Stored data

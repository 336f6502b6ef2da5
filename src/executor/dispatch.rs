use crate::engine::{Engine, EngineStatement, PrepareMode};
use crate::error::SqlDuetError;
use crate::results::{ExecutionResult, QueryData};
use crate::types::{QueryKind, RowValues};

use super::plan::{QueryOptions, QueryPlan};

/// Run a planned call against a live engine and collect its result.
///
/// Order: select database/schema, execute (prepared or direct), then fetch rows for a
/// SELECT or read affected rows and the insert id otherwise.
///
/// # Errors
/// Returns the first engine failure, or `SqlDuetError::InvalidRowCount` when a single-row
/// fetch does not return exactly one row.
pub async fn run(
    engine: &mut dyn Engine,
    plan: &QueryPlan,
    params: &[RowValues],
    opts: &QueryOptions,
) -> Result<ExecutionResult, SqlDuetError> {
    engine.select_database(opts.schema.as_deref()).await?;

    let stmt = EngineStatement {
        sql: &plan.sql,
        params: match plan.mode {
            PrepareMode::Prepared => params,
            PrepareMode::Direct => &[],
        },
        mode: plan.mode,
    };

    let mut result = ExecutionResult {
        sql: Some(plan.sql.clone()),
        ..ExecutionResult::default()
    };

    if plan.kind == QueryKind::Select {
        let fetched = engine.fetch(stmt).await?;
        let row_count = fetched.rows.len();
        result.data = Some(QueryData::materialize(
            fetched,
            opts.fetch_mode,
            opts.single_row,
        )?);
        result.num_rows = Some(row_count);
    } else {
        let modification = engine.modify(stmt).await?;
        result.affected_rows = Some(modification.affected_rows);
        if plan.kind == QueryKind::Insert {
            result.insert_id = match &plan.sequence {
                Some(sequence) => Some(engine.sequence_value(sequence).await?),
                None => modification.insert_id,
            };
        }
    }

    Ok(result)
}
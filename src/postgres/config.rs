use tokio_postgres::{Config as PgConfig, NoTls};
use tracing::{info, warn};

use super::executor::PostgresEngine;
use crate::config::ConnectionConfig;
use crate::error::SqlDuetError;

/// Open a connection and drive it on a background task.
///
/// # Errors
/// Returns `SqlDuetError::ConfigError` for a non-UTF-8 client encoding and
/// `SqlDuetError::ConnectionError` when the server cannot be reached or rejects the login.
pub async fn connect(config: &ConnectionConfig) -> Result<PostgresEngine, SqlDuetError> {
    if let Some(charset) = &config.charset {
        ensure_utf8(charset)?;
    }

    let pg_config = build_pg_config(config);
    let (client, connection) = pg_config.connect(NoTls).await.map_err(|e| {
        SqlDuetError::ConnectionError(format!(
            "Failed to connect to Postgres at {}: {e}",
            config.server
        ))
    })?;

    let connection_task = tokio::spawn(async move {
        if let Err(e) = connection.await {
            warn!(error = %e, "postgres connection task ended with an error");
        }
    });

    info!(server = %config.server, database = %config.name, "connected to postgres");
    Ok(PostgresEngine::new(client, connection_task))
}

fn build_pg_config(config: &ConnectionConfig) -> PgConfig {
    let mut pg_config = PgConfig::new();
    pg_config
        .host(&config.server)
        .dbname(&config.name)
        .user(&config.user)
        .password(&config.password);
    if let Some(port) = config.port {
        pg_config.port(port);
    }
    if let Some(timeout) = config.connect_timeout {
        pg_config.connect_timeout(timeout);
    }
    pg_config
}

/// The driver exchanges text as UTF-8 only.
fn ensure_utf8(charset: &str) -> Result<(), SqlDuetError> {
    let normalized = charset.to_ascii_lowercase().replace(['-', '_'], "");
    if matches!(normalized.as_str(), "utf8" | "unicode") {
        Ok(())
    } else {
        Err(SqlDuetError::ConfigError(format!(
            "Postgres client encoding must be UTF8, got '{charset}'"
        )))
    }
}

Assignment —
From the data above, output every line exactly.

Result for this exercise —
repository 336f6502b6ef2da5
filename src/executor/dispatch.rs
use crate::engine::{Engine, EngineStatement, PrepareMode};
use crate::error::SqlDuetError;
use crate::results::{ExecutionResult, QueryData};
use crate::types::{QueryKind, RowValues};

use super::plan::{QueryOptions, QueryPlan};

/// Run a planned call against a live engine and collect its result.
///
/// Order: select database/schema, execute (prepared or direct), then fetch rows for a
/// SELECT or read affected rows and the insert id otherwise.
///
/// # Errors
/// Returns the first engine failure, or `SqlDuetError::InvalidRowCount` when a single-row
/// fetch does not return exactly one row.
pub async fn run(
    engine: &mut dyn Engine,
    plan: &QueryPlan,
    params: &[RowValues],
    opts: &QueryOptions,
) -> Result<ExecutionResult, SqlDuetError> {
    engine.select_database(opts.schema.as_deref()).await?;

    let stmt = EngineStatement {
        sql: &plan.sql,
        params: match plan.mode {
            PrepareMode::Prepared => params,
            PrepareMode::Direct => &[],
        },
        mode: plan.mode,
    };

    let mut result = ExecutionResult {
        sql: Some(plan.sql.clone()),
        ..ExecutionResult::default()
    };

    if plan.kind == QueryKind::Select {
        let fetched = engine.fetch(stmt).await?;
        let row_count = fetched.rows.len();
        result.data = Some(QueryData::materialize(
            fetched,
            opts.fetch_mode,
            opts.single_row,
        )?);
        result.num_rows = Some(row_count);
    } else {
        let modification = engine.modify(stmt).await?;
        result.affected_rows = Some(modification.affected_rows);
        if plan.kind == QueryKind::Insert {
            result.insert_id = match &plan.sequence {
                Some(sequence) => Some(engine.sequence_value(sequence).await?),
                None => modification.insert_id,
            };
        }
    }

    Ok(result)
}
filename src/postgres/config.rs
use tokio_postgres::{Config as PgConfig, NoTls};
use tracing::{info, warn};

use super::executor::PostgresEngine;
use crate::config::ConnectionConfig;
use crate::error::SqlDuetError;

/// Open a connection and drive it on a background task.
///
/// # Errors
/// Returns `SqlDuetError::ConfigError` for a non-UTF-8 client encoding and
/// `SqlDuetError::ConnectionError` when the server cannot be reached or rejects the login.
pub async fn connect(config: &ConnectionConfig) -> Result<PostgresEngine, SqlDuetError> {
    if let Some(charset) = &config.charset {
        ensure_utf8(charset)?;
    }

    let pg_config = build_pg_config(config);
    let (client, connection) = pg_config.connect(NoTls).await.map_err(|e| {
        SqlDuetError::ConnectionError(format!(
            "Failed to connect to Postgres at {}: {e}",
            config.server
        ))
    })?;

    let connection_task = tokio::spawn(async move {
        if let Err(e) = connection.await {
            warn!(error = %e, "postgres connection task ended with an error");
        }
    });

    info!(server = %config.server, database = %config.name, "connected to postgres");
    Ok(PostgresEngine::new(client, connection_task))
}

fn build_pg_config(config: &ConnectionConfig) -> PgConfig {
    let mut pg_config = PgConfig::new();
    pg_config
        .host(&config.server)
        .dbname(&config.name)
        .user(&config.user)
        .password(&config.password);
    if let Some(port) = config.port {
        pg_config.port(port);
    }
    if let Some(timeout) = config.connect_timeout {
        pg_config.connect_timeout(timeout);
    }
    pg_config
}

/// The driver exchanges text as UTF-8 only.
fn ensure_utf8(charset: &str) -> Result<(), SqlDuetError> {
    let normalized = charset.to_ascii_lowercase().replace(['-', '_'], "");
    if matches!(normalized.as_str(), "utf8" | "unicode") {
        Ok(())
    } else {
        Err(SqlDuetError::ConfigError(format!(
            "Postgres client encoding must be UTF8, got '{charset}'"
        )))
    }
}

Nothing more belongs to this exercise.